The Japanese equity rally has also been fuelled further by a combination of strong macro-economic data and solid earnings results which saw ¥5Trn in buyback announcements. On the macro front, the re-opening driven rebound in domestic demand is supporting the economy.


Recovery in Travel demand boosts business confidence
According to data on travel and tourism from the Japan Tourism Agency (JTA), spending on domestic travel reached ¥4.2Trn in Jan- March 2023, surpassing pre-pandemic levels slightly. The rapid recovery in inbound consumption is also a tailwind with the number of visitors to Japan in April back up to 73% of the 2019 average. Strong travel demand is supportive for business confidence. In tandem, the May services Purchasing Managers Index (PMI) reached its highest level since the survey began in 2007. This is consistent with trends in consumer sentiment evident from the May consumer confidence survey which showed an improvement in the consumer confidence index for the third month in a row2.

Rebound in domestic demand aids growth

According to preliminary estimates, GDP in Jan-Mar Calendar Year (CY)23 grew by 0.4% following two quarters of negative growth3. The main driver was private second demand, with consumption rising 0.6% and capex up 0.9% quarter on quarter (QoQ)3. Even public investment, which has been weak for a while, rose 2.4% QoQ contributing 0.1% to GDP growth. On the flipside external demand, highlighted in the export trade data, contracted 4.2%, dragging down headline GDP growth by 0.9%. While inbound spending, classified as services exports in the GDP statistics, increased 5.6% QoQ, goods exports contracted 6.5%3.


Fast forward through years of deflation, inflation is beginning to trend higher. Inflation triggered by structural labour shortages is forcing companies to raise wages meaningfully and re-think their pricing strategy. So, while the rest of the world is battling inflation fires, Japan is trying to ignite one. However, the most recent inflation print in May showed a surprising slowdown in Tokyo core price gains. Slower inflation is good news for households, which are spending more as the economy re-opens. It also gives further ammunition for the Bank of Japan (BOJ) to maintain its stance on ultra loose monetary policy.

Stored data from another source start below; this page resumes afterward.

use async_trait::async_trait;
use tokio_util::sync::CancellationToken;

use super::domain::{AccommodationId, AccommodationRecord, User, UserId};

/// Storage abstraction for accommodation records.
///
/// Implementations are expected to observe `cancel` and return [`RepositoryError::Cancelled`]
/// once it fires.
#[async_trait]
pub trait AccommodationRepository: Send + Sync {
    async fn create(
        &self,
        record: AccommodationRecord,
        cancel: &CancellationToken,
    ) -> Result<bool, RepositoryError>;
    async fn update(
        &self,
        record: AccommodationRecord,
        cancel: &CancellationToken,
    ) -> Result<bool, RepositoryError>;
    async fn delete(
        &self,
        id: AccommodationId,
        cancel: &CancellationToken,
    ) -> Result<bool, RepositoryError>;
    async fn fetch(
        &self,
        id: AccommodationId,
        cancel: &CancellationToken,
    ) -> Result<Option<AccommodationRecord>, RepositoryError>;
    async fn list(
        &self,
        cancel: &CancellationToken,
    ) -> Result<Vec<AccommodationRecord>, RepositoryError>;
}

/// Read-only view of users used by the authorization checks.
#[async_trait]
pub trait UserLookup: Send + Sync {
    async fn get_by_id(&self, id: UserId) -> Result<Option<User>, RepositoryError>;
    async fn get_by_id_with_accommodations(
        &self,
        id: UserId,
    ) -> Result<Option<User>, RepositoryError>;
}

/// Error enumeration for repository failures.
#[derive(Debug, Clone, PartialEq, Eq, thiserror::Error)]
pub enum RepositoryError {
    #[error("record already exists")]
    Conflict,
    #[error("operation cancelled")]
    Cancelled,
    #[error("repository unavailable: {0}")]
    Unavailable(String),
}
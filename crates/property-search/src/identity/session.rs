use std::collections::HashMap;
use std::sync::{Mutex, MutexGuard, PoisonError};

use axum::http::{header, HeaderMap};
use chrono::{DateTime, Duration, Utc};
use serde::Serialize;
use uuid::Uuid;

use crate::accommodations::UserId;

/// Authenticated session handed back after a successful login.
#[derive(Debug, Clone, PartialEq, Eq, Serialize)]
pub struct Session {
    pub token: String,
    pub user_id: UserId,
    pub expires_at: DateTime<Utc>,
}

impl Session {
    pub fn is_expired_at(&self, now: DateTime<Utc>) -> bool {
        self.expires_at <= now
    }
}

/// In-memory bearer-token sessions with a fixed time-to-live.
#[derive(Debug)]
pub struct SessionStore {
    ttl: Duration,
    sessions: Mutex<HashMap<String, Session>>,
}

impl SessionStore {
    pub fn new(ttl: Duration) -> Self {
        Self {
            ttl,
            sessions: Mutex::new(HashMap::new()),
        }
    }

    pub fn ttl(&self) -> Duration {
        self.ttl
    }

    pub fn issue(&self, user_id: UserId) -> Session {
        self.issue_at(user_id, Utc::now())
    }

    pub(crate) fn issue_at(&self, user_id: UserId, now: DateTime<Utc>) -> Session {
        let session = Session {
            token: Uuid::new_v4().simple().to_string(),
            user_id,
            expires_at: now + self.ttl,
        };
        let mut sessions = self.guard();
        sessions.retain(|_, existing| !existing.is_expired_at(now));
        sessions.insert(session.token.clone(), session.clone());
        session
    }

    /// Resolve a live session to its user. Expired sessions are evicted on sight.
    pub fn resolve(&self, token: &str) -> Option<UserId> {
        self.resolve_at(token, Utc::now())
    }

    pub(crate) fn resolve_at(&self, token: &str, now: DateTime<Utc>) -> Option<UserId> {
        let mut sessions = self.guard();
        let (user_id, expired) = sessions
            .get(token)
            .map(|session| (session.user_id, session.is_expired_at(now)))?;
        if expired {
            sessions.remove(token);
            return None;
        }
        Some(user_id)
    }

    /// Drop a session, returning whether it existed.
    pub fn revoke(&self, token: &str) -> bool {
        self.guard().remove(token).is_some()
    }

    pub fn active_sessions(&self) -> usize {
        self.guard().len()
    }

    fn guard(&self) -> MutexGuard<'_, HashMap<String, Session>> {
        self.sessions.lock().unwrap_or_else(PoisonError::into_inner)
    }
}

/// Extract the token from an `Authorization: Bearer <token>` header. The scheme is matched
/// case-insensitively.
pub fn bearer_token(headers: &HeaderMap) -> Option<&str> {
    headers
        .get(header::AUTHORIZATION)
        .and_then(|value| value.to_str().ok())
        .and_then(|value| value.split_once(' '))
        .filter(|(scheme, _)| scheme.eq_ignore_ascii_case("bearer"))
        .map(|(_, token)| token.trim())
        .filter(|token| !token.is_empty())
}
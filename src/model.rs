use serde::{Deserialize, Serialize};

#[derive(Clone, Debug, PartialEq, Serialize, Deserialize)]
#[serde(rename_all = "camelCase")]
pub struct Chapter {
    /// Manifest id of the spine item this chapter was read from.
    pub id: String,
    pub title: String,
    pub content: String,
    pub order: usize,
    /// Global index of the chapter's first word.
    pub word_start_index: usize,
    pub word_count: usize,
}

#[derive(Clone, Debug, PartialEq, Serialize, Deserialize)]
#[serde(rename_all = "camelCase")]
pub struct TableOfContentsEntry {
    pub title: String,
    pub href: String,
    pub order: usize,
    pub word_start_index: usize,
}

#[derive(Clone, Debug, PartialEq, Serialize, Deserialize)]
#[serde(rename_all = "camelCase")]
pub struct EpubDocument {
    pub title: String,
    pub author: String,
    pub chapters: Vec<Chapter>,
    pub table_of_contents: Vec<TableOfContentsEntry>,
    /// Whitespace-normalized text of every chapter, in reading order.
    pub all_text: String,
}

impl EpubDocument {
    pub fn total_words(&self) -> usize {
        self.chapters.iter().map(|c| c.word_count).sum()
    }

    /// The chapter containing the given global word index.
    pub fn chapter_at(&self, word_index: usize) -> Option<&Chapter> {
        self.chapters
            .iter()
            .rev()
            .find(|c| c.word_start_index <= word_index)
    }
}

/// Splits on runs of whitespace, dropping empty tokens.
pub fn count_words(text: &str) -> usize {
    text.split_whitespace().count()
}
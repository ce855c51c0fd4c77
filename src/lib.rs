mod archive;
mod content;
mod epub;
mod error;
mod library;
mod model;
mod navigation;
mod package;
mod pacing;
mod playback;
mod xml;

pub use archive::{Archive, ArchiveEntry, ZipArchiveReader};
pub use content::{ExtractedText, clean_title, extract as extract_text};
pub use epub::{assemble, parse_archive};
pub use error::Error;
pub use library::{BookId, DirStore, KeyValueStore, Library, MemoryStore, ReadingProgress, StoredBook};
pub use model::{Chapter, EpubDocument, TableOfContentsEntry, count_words};
pub use package::{ManifestItem, Package, parse_package, parse_package_document, read_container};
pub use pacing::{
    PunctuationMultipliers, punctuation_multiplier, punctuation_multiplier_with, rewind_interval,
    word_interval,
};
pub use playback::{
    DEFAULT_WORDS_PER_MINUTE, PlaybackEngine, PlaybackObservers, PlaybackState, ReaderSettings,
};

use std::path::Path;

/// Parses an EPUB held in memory.
pub fn parse(bytes: &[u8]) -> Result<EpubDocument, Error> {
    epub::parse(bytes)
}

pub fn parse_file(path: &Path) -> Result<EpubDocument, Error> {
    epub::parse_file(path)
}
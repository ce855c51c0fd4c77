//! Inspect the raw contents of an EPUB file (which is a ZIP).
//!
//! Usage:
//!   epub-inspect <book.epub>                    list all ZIP entries
//!   epub-inspect <book.epub> <internal/path>    dump one entry
//!   epub-inspect <book.epub> --spine            show the reading order from the package
//!   epub-inspect <book.epub> --grep <pattern>   search markup, package and NCX files

use std::fs;
use std::io::{self, Read, Write};
use zip::ZipArchive;

const SEARCHED_EXTENSIONS: [&str; 6] = [".xhtml", ".html", ".htm", ".opf", ".ncx", ".xml"];

fn main() {
    let args: Vec<String> = std::env::args().collect();

    if args.len() < 2 {
        eprintln!("Usage:");
        eprintln!("  epub-inspect <book.epub>                    list ZIP entries");
        eprintln!("  epub-inspect <book.epub> <internal/path>    dump entry");
        eprintln!("  epub-inspect <book.epub> --spine            show reading order");
        eprintln!("  epub-inspect <book.epub> --grep <pattern>   search markup files");
        std::process::exit(1);
    }

    let file = fs::File::open(&args[1]).unwrap_or_else(|e| {
        eprintln!("Cannot open '{}': {e}", args[1]);
        std::process::exit(1);
    });
    let mut archive = ZipArchive::new(file).unwrap_or_else(|e| {
        eprintln!("Not a valid ZIP/EPUB: {e}");
        std::process::exit(1);
    });

    match args.get(2).map(String::as_str) {
        None => list_entries(&mut archive),
        Some("--spine") => show_spine(&mut archive),
        Some("--grep") => {
            let pattern = args.get(3).unwrap_or_else(|| {
                eprintln!("--grep requires a pattern");
                std::process::exit(1);
            });
            grep_entries(&mut archive, pattern);
        }
        Some(path) => dump_entry(&mut archive, path),
    }
}

fn read_text(archive: &mut ZipArchive<fs::File>, path: &str) -> Option<String> {
    let mut entry = archive.by_name(path).ok()?;
    let mut content = String::new();
    entry.read_to_string(&mut content).ok()?;
    Some(content)
}

fn list_entries(archive: &mut ZipArchive<fs::File>) {
    println!("{:>9}  {:>9}  path", "bytes", "packed");
    println!("{}", "-".repeat(60));
    for i in 0..archive.len() {
        let Ok(entry) = archive.by_index(i) else {
            continue;
        };
        if !entry.is_dir() {
            println!("{:>9}  {:>9}  {}", entry.size(), entry.compressed_size(), entry.name());
        }
    }
}

fn dump_entry(archive: &mut ZipArchive<fs::File>, path: &str) {
    let mut entry = archive.by_name(path).unwrap_or_else(|_| {
        eprintln!("'{path}' not found in archive");
        eprintln!("Run without a path argument to list available entries.");
        std::process::exit(1);
    });

    let mut content = Vec::new();
    if let Err(e) = entry.read_to_end(&mut content) {
        eprintln!("Cannot read '{path}': {e}");
        std::process::exit(1);
    }
    let _ = io::stdout().write_all(&content);
}

fn show_spine(archive: &mut ZipArchive<fs::File>) {
    let container = read_text(archive, "META-INF/container.xml").unwrap_or_else(|| {
        eprintln!("No META-INF/container.xml");
        std::process::exit(1);
    });
    let opf_path = roxmltree::Document::parse(&container).ok().and_then(|doc| {
        doc.descendants()
            .find(|n| n.tag_name().name() == "rootfile")
            .and_then(|n| n.attribute("full-path"))
            .map(str::to_owned)
    });
    let Some(opf_path) = opf_path else {
        eprintln!("container.xml names no rootfile");
        std::process::exit(1);
    };
    let opf = read_text(archive, &opf_path).unwrap_or_else(|| {
        eprintln!("Package document '{opf_path}' not found");
        std::process::exit(1);
    });
    let doc = roxmltree::Document::parse(&opf).unwrap_or_else(|e| {
        eprintln!("Package document is not well-formed: {e}");
        std::process::exit(1);
    });

    let base = opf_path.rfind('/').map_or("", |i| &opf_path[..=i]);
    println!("package: {opf_path}");
    let items: Vec<_> = doc
        .descendants()
        .filter(|n| n.tag_name().name() == "item")
        .collect();
    let itemrefs = doc
        .descendants()
        .filter(|n| n.tag_name().name() == "itemref")
        .filter_map(|n| n.attribute("idref"));
    for (n, idref) in itemrefs.enumerate() {
        let item = items.iter().find(|i| i.attribute("id") == Some(idref));
        let href = item.and_then(|i| i.attribute("href")).unwrap_or("?");
        let media_type = item.and_then(|i| i.attribute("media-type")).unwrap_or("?");
        let full = format!("{base}{href}");
        let present = if archive.index_for_name(&full).is_some() { "" } else { "  (missing)" };
        println!("{:>4}  {idref:<20} {media_type:<24} {full}{present}", n + 1);
    }
}

fn grep_entries(archive: &mut ZipArchive<fs::File>, pattern: &str) {
    let names: Vec<String> = archive
        .file_names()
        .filter(|name| SEARCHED_EXTENSIONS.iter().any(|ext| name.ends_with(ext)))
        .map(str::to_owned)
        .collect();
    let mut found = 0;
    for name in names {
        let Some(content) = read_text(archive, &name) else {
            continue;
        };
        for (n, line) in content.lines().enumerate() {
            if line.contains(pattern) {
                println!("{}:{}: {}", name, n + 1, line.trim());
                found += 1;
            }
        }
    }
    if found == 0 {
        eprintln!("No matches for '{pattern}'");
    }
}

BOJ governor Kazuo Ueda acknowledges that Japan’s economy continues to require significant stimulus to maintain a goal of stable demand-driven 2% inflation. Owing to which, we have seen the Japanese Yen decline 5.51%4 versus the US dollar. This in turn has made Japanese exports cheaper aiding Japanese export companies.

The myth that Japanese companies do not reward shareholders has been dispelled now
Japan’s Fiscal Year 31 March 2023 earnings season witnessed results that were resilient overall. What stood out was the large increase in the number of share buyback announcements ¥5Trn. This was not a consequence of profit growth alone but more likely a result of the changes of the Tokyo Stock Exchange’s (TSE) Price/Book (P/B) criteria as discussed here. Share buybacks have attracted foreign investors and is providing an important tailwind for Japanese equities.

Corporate governance reform has been a thematic in Japan for seven years. However, this time we are seeing reform make breakthroughs. We got early indications from the mini-March annual shareholder meeting that showed Japanese investors voting more actively at AGMs. The next major catalyst will be the June AGM season. In regard to the potential impact to the new TSE guidelines on Japanese companies, feedback initially was mixed. However, we have seen 15%+ moves on the day of reform announcements by Japanese companies which confirms the market is clearly rewarding companies that are being proactive.

Solid earnings results provide a tailwind for Japanese equities
Japan’s Fiscal Year 31 March 2023 earnings results were resilient highlighting sales growth 16.4% YoY and 2% in net profits YoY5. The sectors that guided for the highest earnings growth in Fiscal Year 31 March 2024 are the ones that benefit from lower materials prices, namely electric power & gas, pulp & paper, and glass & ceramics. The domestic demand-led sectors are posed to benefit from reopening and inbound tourism, including land transportation, retail, and financial. They also issued the next strongest earnings guidance.